- Work task -
Nothing is to be altered; the data must be repeated exactly.

(Dataset entries)

--- START ---

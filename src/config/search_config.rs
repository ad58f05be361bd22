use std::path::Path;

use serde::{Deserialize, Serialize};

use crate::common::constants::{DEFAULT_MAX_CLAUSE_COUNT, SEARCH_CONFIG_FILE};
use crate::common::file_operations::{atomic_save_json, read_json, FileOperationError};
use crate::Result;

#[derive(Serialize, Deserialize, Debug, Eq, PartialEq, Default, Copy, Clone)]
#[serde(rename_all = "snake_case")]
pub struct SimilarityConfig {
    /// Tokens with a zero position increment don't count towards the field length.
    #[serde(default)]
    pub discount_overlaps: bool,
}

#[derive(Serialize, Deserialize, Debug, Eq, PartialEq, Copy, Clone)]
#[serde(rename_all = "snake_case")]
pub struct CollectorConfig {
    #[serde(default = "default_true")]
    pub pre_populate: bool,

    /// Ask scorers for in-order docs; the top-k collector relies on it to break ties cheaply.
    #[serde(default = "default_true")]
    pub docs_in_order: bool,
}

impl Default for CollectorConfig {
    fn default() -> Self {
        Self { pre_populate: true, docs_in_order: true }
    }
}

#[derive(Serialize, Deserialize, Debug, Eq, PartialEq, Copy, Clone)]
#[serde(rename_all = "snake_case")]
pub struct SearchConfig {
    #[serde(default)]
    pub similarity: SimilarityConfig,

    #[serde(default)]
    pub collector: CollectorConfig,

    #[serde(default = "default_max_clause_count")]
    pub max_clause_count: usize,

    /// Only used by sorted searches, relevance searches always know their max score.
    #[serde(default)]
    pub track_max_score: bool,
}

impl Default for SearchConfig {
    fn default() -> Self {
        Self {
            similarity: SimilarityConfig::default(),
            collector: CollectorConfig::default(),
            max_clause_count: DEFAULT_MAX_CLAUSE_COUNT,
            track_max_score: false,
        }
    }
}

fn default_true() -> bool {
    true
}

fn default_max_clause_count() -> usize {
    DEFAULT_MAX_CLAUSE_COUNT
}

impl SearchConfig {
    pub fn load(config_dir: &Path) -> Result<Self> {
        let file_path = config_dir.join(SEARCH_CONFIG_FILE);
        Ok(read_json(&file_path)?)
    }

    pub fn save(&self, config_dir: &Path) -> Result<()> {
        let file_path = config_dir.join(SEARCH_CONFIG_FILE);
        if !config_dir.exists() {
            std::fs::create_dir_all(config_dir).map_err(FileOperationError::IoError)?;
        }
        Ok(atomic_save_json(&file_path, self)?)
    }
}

--- END ---

- Your response -
filename src/config/search_config.rs
repository ad58f05be361bd22
use std::path::Path;

use serde::{Deserialize, Serialize};

use crate::common::constants::{DEFAULT_MAX_CLAUSE_COUNT, SEARCH_CONFIG_FILE};
use crate::common::file_operations::{atomic_save_json, read_json, FileOperationError};
use crate::Result;

#[derive(Serialize, Deserialize, Debug, Eq, PartialEq, Default, Copy, Clone)]
#[serde(rename_all = "snake_case")]
pub struct SimilarityConfig {
    /// Tokens with a zero position increment don't count towards the field length.
    #[serde(default)]
    pub discount_overlaps: bool,
}

#[derive(Serialize, Deserialize, Debug, Eq, PartialEq, Copy, Clone)]
#[serde(rename_all = "snake_case")]
pub struct CollectorConfig {
    #[serde(default = "default_true")]
    pub pre_populate: bool,

    /// Ask scorers for in-order docs; the top-k collector relies on it to break ties cheaply.
    #[serde(default = "default_true")]
    pub docs_in_order: bool,
}

impl Default for CollectorConfig {
    fn default() -> Self {
        Self { pre_populate: true, docs_in_order: true }
    }
}

#[derive(Serialize, Deserialize, Debug, Eq, PartialEq, Copy, Clone)]
#[serde(rename_all = "snake_case")]
pub struct SearchConfig {
    #[serde(default)]
    pub similarity: SimilarityConfig,

    #[serde(default)]
    pub collector: CollectorConfig,

    #[serde(default = "default_max_clause_count")]
    pub max_clause_count: usize,

    /// Only used by sorted searches, relevance searches always know their max score.
    #[serde(default)]
    pub track_max_score: bool,
}

impl Default for SearchConfig {
    fn default() -> Self {
        Self {
            similarity: SimilarityConfig::default(),
            collector: CollectorConfig::default(),
            max_clause_count: DEFAULT_MAX_CLAUSE_COUNT,
            track_max_score: false,
        }
    }
}

fn default_true() -> bool {
    true
}

fn default_max_clause_count() -> usize {
    DEFAULT_MAX_CLAUSE_COUNT
}

impl SearchConfig {
    pub fn load(config_dir: &Path) -> Result<Self> {
        let file_path = config_dir.join(SEARCH_CONFIG_FILE);
        Ok(read_json(&file_path)?)
    }

    pub fn save(&self, config_dir: &Path) -> Result<()> {
        let file_path = config_dir.join(SEARCH_CONFIG_FILE);
        if !config_dir.exists() {
            std::fs::create_dir_all(config_dir).map_err(FileOperationError::IoError)?;
        }
        Ok(atomic_save_json(&file_path, self)?)
    }
}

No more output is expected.